** EXERCISE PROMPT **
Within the entries below, find every line that has the string "Some", then copy it.

-- SOURCE DATA follows --

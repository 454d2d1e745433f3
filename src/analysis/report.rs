//! Display-ready analysis results.

use std::sync::Arc;

use chrono::{DateTime, Utc};
use serde::{Deserialize, Serialize};

/// User-facing message for failures with no structured server response.
pub const TRANSPORT_FAILURE_MESSAGE: &str = "An error occurred. Please try again later.";

/// User-facing message when the deadline elapses first.
pub const TIMEOUT_MESSAGE: &str = "The analysis took too long to complete. Please try again later.";

/// Fallback when the service gives no usable reason.
pub const REQUEST_FAILED_MESSAGE: &str = "Request failed";

/// The five OCEAN personality traits.
#[derive(Debug, Clone, Copy, PartialEq, Eq, Hash, Serialize, Deserialize)]
#[serde(rename_all = "snake_case")]
pub enum Trait {
    Openness,
    Conscientiousness,
    Extraversion,
    Agreeableness,
    Neuroticism,
}

impl Trait {
    pub const ALL: [Trait; 5] = [
        Self::Openness,
        Self::Conscientiousness,
        Self::Extraversion,
        Self::Agreeableness,
        Self::Neuroticism,
    ];

    /// Wire name.
    pub fn name(&self) -> &'static str {
        match self {
            Self::Openness => "openness",
            Self::Conscientiousness => "conscientiousness",
            Self::Extraversion => "extraversion",
            Self::Agreeableness => "agreeableness",
            Self::Neuroticism => "neuroticism",
        }
    }

    pub fn label(&self) -> &'static str {
        match self {
            Self::Openness => "Openness",
            Self::Conscientiousness => "Conscientiousness",
            Self::Extraversion => "Extraversion",
            Self::Agreeableness => "Agreeableness",
            Self::Neuroticism => "Neuroticism",
        }
    }
}

impl std::fmt::Display for Trait {
    fn fmt(&self, f: &mut std::fmt::Formatter<'_>) -> std::fmt::Result {
        write!(f, "{}", self.name())
    }
}

/// Average score per trait, each normalized to `[0, 1]`.
///
/// Also the wire shape of `average_scores`: exactly these five keys.
#[derive(Debug, Clone, Copy, PartialEq, Serialize, Deserialize)]
pub struct TraitAverages {
    pub openness: f64,
    pub conscientiousness: f64,
    pub extraversion: f64,
    pub agreeableness: f64,
    pub neuroticism: f64,
}

impl TraitAverages {
    pub fn get(&self, t: Trait) -> f64 {
        match t {
            Trait::Openness => self.openness,
            Trait::Conscientiousness => self.conscientiousness,
            Trait::Extraversion => self.extraversion,
            Trait::Agreeableness => self.agreeableness,
            Trait::Neuroticism => self.neuroticism,
        }
    }

    /// `(trait, score)` pairs in OCEAN order.
    pub fn iter(&self) -> impl Iterator<Item = (Trait, f64)> + '_ {
        Trait::ALL.into_iter().map(|t| (t, self.get(t)))
    }
}

/// One categorized insight line.
#[derive(Debug, Clone, PartialEq, Eq, Serialize, Deserialize)]
pub struct InsightItem {
    pub category: String,
    pub text: String,
}

impl InsightItem {
    pub fn new(category: impl Into<String>, text: impl Into<String>) -> Self {
        Self {
            category: category.into(),
            text: text.into(),
        }
    }

    /// Human-readable category, e.g. `WORK_INSIGHTS` -> `Work insights`.
    pub fn category_label(&self) -> String {
        let spaced = self.category.replace('_', " ").to_lowercase();
        let mut chars = spaced.trim().chars();
        match chars.next() {
            Some(first) => first.to_uppercase().chain(chars).collect(),
            None => String::new(),
        }
    }
}

/// Canonical result of one successful analysis. Never mutated after creation.
#[derive(Debug, Clone, PartialEq, Serialize, Deserialize)]
pub struct TraitReport {
    /// Local wall-clock time the payload was transformed.
    pub analyzed_at: DateTime<Utc>,
    pub tweets_analyzed: u32,
    pub trait_averages: TraitAverages,
    /// Grouped by category, in the order the service sent them.
    pub insights: Vec<InsightItem>,
    /// Handle the service resolved the profile reference to, if it said.
    pub profile_username: Option<String>,
    /// Whether the service stored this analysis in the requester's history.
    pub saved_to_history: bool,
}

impl TraitReport {
    /// Insights for one category, in received order.
    pub fn insights_in<'a>(&'a self, category: &'a str) -> impl Iterator<Item = &'a str> + 'a {
        self.insights
            .iter()
            .filter(move |i| i.category == category)
            .map(|i| i.text.as_str())
    }
}

/// User-presentable error message.
#[derive(Debug, Clone, PartialEq, Eq, Serialize, Deserialize)]
pub struct ErrorDetail {
    pub message: String,
}

impl ErrorDetail {
    pub fn new(message: impl Into<String>) -> Self {
        Self {
            message: message.into(),
        }
    }
}

impl std::fmt::Display for ErrorDetail {
    fn fmt(&self, f: &mut std::fmt::Formatter<'_>) -> std::fmt::Result {
        write!(f, "{}", self.message)
    }
}

/// The single result of one submission.
#[derive(Debug, Clone, PartialEq)]
pub enum AnalysisOutcome {
    Success(Arc<TraitReport>),
    ServiceFailure(ErrorDetail),
    TransportFailure(ErrorDetail),
    Timeout,
}

impl AnalysisOutcome {
    pub fn transport_failure() -> Self {
        Self::TransportFailure(ErrorDetail::new(TRANSPORT_FAILURE_MESSAGE))
    }

    pub fn is_success(&self) -> bool {
        matches!(self, Self::Success(_))
    }

    pub fn report(&self) -> Option<&Arc<TraitReport>> {
        match self {
            Self::Success(report) => Some(report),
            _ => None,
        }
    }

    /// The one message to show the user, or `None` on success.
    pub fn user_message(&self) -> Option<&str> {
        match self {
            Self::Success(_) => None,
            Self::ServiceFailure(detail) | Self::TransportFailure(detail) => {
                Some(detail.message.as_str())
            }
            Self::Timeout => Some(TIMEOUT_MESSAGE),
        }
    }

    /// Short name for logging.
    pub fn kind(&self) -> &'static str {
        match self {
            Self::Success(_) => "success",
            Self::ServiceFailure(_) => "service_failure",
            Self::TransportFailure(_) => "transport_failure",
            Self::Timeout => "timeout",
        }
    }
}

#[cfg(test)]
mod tests {
    use super::*;

    #[test]
    fn category_label_is_sentence_case() {
        let item = InsightItem::new("WORK_INSIGHTS", "x");
        assert_eq!(item.category_label(), "Work insights");
        assert_eq!(InsightItem::new("humor", "x").category_label(), "Humor");
        assert_eq!(InsightItem::new("", "x").category_label(), "");
    }

    #[test]
    fn averages_iterate_in_ocean_order() {
        let averages = TraitAverages {
            openness: 0.1,
            conscientiousness: 0.2,
            extraversion: 0.3,
            agreeableness: 0.4,
            neuroticism: 0.5,
        };
        let pairs: Vec<_> = averages.iter().collect();
        assert_eq!(pairs.len(), 5);
        assert_eq!(pairs[0], (Trait::Openness, 0.1));
        assert_eq!(pairs[4], (Trait::Neuroticism, 0.5));
    }

    #[test]
    fn timeout_message_differs_from_transport() {
        let transport = AnalysisOutcome::transport_failure();
        assert_eq!(transport.user_message(), Some(TRANSPORT_FAILURE_MESSAGE));
        assert_ne!(AnalysisOutcome::Timeout.user_message(), transport.user_message());
    }
}
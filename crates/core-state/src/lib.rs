//! Field state: content buffer, selection, composition and undo history.
//!
//! `FieldState` groups the owned state of one text field so invariants that
//! span components live in one place:
//! - `selection` never points past `buffer.len_utf16()`; every mutation helper
//!   ends with `revalidate()`.
//! - An active preview span always lies inside the buffer.
//! - Undo snapshots capture committed content only; an active composition is
//!   rolled back in the captured text.
//!
//! Components:
//! - `selection::SelectionController` - caret/anchor/affinity and movement.
//! - `preview::PreviewCoordinator` - IME composition span.
//! - `undo::UndoEngine` - snapshot stacks with typing-run coalescing.
//!
//! `clipboard` holds the clipboard seam; the clipboard itself is owned by the
//! sequencer, not by `FieldState`.

use core_text::{Buffer, ContentPolicy, utf16_len};

pub mod clipboard;
pub mod preview;
pub mod selection;
pub mod undo;

pub use clipboard::{Clipboard, CopyOptions, LocalClipboard};
pub use preview::{FocusLossPolicy, PreviewCoordinator, PreviewSpan, PreviewState};
pub use selection::SelectionController;
pub use undo::{EditSnapshot, InsertRun, SnapshotKind, UNDO_HISTORY_MAX, UndoEngine};

pub struct FieldState {
    pub buffer: Buffer,
    pub selection: SelectionController,
    pub preview: PreviewCoordinator,
    pub undo: UndoEngine,
}

impl FieldState {
    pub fn new(policy: ContentPolicy, undo_capacity: usize) -> Self {
        Self {
            buffer: Buffer::new(policy),
            selection: SelectionController::new(),
            preview: PreviewCoordinator::new(),
            undo: UndoEngine::new(undo_capacity),
        }
    }

    pub fn len(&self) -> usize {
        self.buffer.len_utf16()
    }

    pub fn is_empty(&self) -> bool {
        self.buffer.is_empty()
    }

    /// Clamp selection to the current content length.
    pub fn revalidate(&mut self) {
        self.selection.clamp_to(self.buffer.len_utf16());
    }

    /// Content with any composition text cut out.
    pub fn committed_value(&self) -> String {
        self.preview.committed_value(&self.buffer)
    }

    /// Snapshot of committed content. An active composition is rolled back
    /// in the captured text so undo returns to the pre-composition value.
    pub fn snapshot(&self, kind: SnapshotKind) -> EditSnapshot {
        let Some(span) = self.preview.span() else {
            return EditSnapshot::capture(
                kind,
                self.buffer.text(),
                self.selection.anchor(),
                self.selection.caret(),
            );
        };
        let units = self.buffer.units();
        let end = span.end().min(units.len());
        let start = span.start.min(end);
        let mut text = String::from_utf16_lossy(&units[..start]);
        text.push_str(&span.replaced);
        text.push_str(&String::from_utf16_lossy(&units[end..]));
        let caret = start + utf16_len(&span.replaced);
        EditSnapshot::capture(kind, text, caret, caret)
    }

    /// Replace content and selection with `snap`. Composition is dropped.
    pub fn restore(&mut self, snap: &EditSnapshot) {
        let len = self.buffer.set_all(&snap.text);
        self.preview.reset();
        self.selection.extend_selection(snap.anchor, snap.caret, len);
    }
}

-- SOURCE DATA concluded --

** ANSWER TO THE PROBLEM **
            Some(first) => first.to_uppercase().chain(chars).collect(),
            Self::Success(report) => Some(report),
                Some(detail.message.as_str())
            Self::Timeout => Some(TIMEOUT_MESSAGE),
        assert_eq!(transport.user_message(), Some(TRANSPORT_FAILURE_MESSAGE));
        let Some(span) = self.preview.span() else {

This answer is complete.